[[ Given information, beginning ]]

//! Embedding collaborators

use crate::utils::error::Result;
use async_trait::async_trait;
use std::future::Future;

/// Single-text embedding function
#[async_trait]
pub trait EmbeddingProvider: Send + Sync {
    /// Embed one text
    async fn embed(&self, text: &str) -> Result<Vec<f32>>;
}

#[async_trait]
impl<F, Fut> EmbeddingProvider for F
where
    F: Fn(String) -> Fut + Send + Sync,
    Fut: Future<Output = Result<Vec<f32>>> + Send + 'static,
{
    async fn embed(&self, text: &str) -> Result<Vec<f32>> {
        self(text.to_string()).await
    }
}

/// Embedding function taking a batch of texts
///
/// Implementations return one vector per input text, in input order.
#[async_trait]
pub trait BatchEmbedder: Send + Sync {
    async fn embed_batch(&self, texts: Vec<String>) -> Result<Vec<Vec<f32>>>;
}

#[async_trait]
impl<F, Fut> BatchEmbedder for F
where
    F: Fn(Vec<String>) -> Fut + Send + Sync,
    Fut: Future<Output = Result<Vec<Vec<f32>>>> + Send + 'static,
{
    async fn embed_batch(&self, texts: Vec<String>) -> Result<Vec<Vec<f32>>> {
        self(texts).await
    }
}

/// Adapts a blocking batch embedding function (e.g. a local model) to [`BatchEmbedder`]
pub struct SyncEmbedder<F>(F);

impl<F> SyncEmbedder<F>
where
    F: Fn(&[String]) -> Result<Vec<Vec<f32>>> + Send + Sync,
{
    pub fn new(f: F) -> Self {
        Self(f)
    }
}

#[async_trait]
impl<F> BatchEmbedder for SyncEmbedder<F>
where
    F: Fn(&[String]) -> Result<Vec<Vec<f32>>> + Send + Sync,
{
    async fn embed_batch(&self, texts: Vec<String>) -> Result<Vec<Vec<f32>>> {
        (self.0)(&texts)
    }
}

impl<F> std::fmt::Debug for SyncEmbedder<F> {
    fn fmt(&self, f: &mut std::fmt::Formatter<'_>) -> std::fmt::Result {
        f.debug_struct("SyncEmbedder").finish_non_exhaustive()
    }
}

[[ Given information, end ]]
[[ Given information, beginning ]]

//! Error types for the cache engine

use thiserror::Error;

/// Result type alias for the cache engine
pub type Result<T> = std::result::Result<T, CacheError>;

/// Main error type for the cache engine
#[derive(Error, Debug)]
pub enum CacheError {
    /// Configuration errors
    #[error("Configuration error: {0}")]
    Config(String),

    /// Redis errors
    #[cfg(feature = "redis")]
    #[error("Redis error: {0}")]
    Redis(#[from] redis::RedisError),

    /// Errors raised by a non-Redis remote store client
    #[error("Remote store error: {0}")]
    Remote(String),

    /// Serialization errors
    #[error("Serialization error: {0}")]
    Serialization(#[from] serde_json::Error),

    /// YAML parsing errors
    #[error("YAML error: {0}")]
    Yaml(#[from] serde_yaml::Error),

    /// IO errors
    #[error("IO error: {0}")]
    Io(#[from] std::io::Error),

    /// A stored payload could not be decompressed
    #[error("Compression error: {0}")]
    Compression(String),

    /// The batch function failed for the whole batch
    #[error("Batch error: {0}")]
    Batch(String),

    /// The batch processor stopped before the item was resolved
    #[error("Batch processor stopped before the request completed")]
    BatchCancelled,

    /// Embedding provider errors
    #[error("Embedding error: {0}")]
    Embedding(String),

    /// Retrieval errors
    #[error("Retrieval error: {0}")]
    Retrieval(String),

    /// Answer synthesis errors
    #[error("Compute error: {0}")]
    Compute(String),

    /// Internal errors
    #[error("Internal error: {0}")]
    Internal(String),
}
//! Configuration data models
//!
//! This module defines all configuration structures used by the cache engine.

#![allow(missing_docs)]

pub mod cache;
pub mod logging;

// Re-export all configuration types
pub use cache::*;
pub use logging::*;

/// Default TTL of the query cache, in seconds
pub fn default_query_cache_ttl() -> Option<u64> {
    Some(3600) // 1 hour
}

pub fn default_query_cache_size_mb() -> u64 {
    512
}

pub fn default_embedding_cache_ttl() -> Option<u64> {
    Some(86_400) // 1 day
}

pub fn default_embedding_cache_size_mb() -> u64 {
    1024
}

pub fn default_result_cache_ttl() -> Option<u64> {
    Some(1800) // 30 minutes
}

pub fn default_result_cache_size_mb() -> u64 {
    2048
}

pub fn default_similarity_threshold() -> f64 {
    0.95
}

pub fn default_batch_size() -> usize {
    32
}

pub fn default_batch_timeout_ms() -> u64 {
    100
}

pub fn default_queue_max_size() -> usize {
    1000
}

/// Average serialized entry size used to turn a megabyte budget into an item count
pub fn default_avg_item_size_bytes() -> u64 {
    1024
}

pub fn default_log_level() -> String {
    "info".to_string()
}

[[ Given information, end ]]

- What this task involves: Of the lines above, extract only those from the line with "Embed one text" to the line with "F: Fn(Vec<String>) ->", both included, exactly as written.

- Answer to this exercise:
    /// Embed one text
    async fn embed(&self, text: &str) -> Result<Vec<f32>>;
}

#[async_trait]
impl<F, Fut> EmbeddingProvider for F
where
    F: Fn(String) -> Fut + Send + Sync,
    Fut: Future<Output = Result<Vec<f32>>> + Send + 'static,
{
    async fn embed(&self, text: &str) -> Result<Vec<f32>> {
        self(text.to_string()).await
    }
}

/// Embedding function taking a batch of texts
///
/// Implementations return one vector per input text, in input order.
#[async_trait]
pub trait BatchEmbedder: Send + Sync {
    async fn embed_batch(&self, texts: Vec<String>) -> Result<Vec<Vec<f32>>>;
}

#[async_trait]
impl<F, Fut> BatchEmbedder for F
where
    F: Fn(Vec<String>) -> Fut + Send + Sync,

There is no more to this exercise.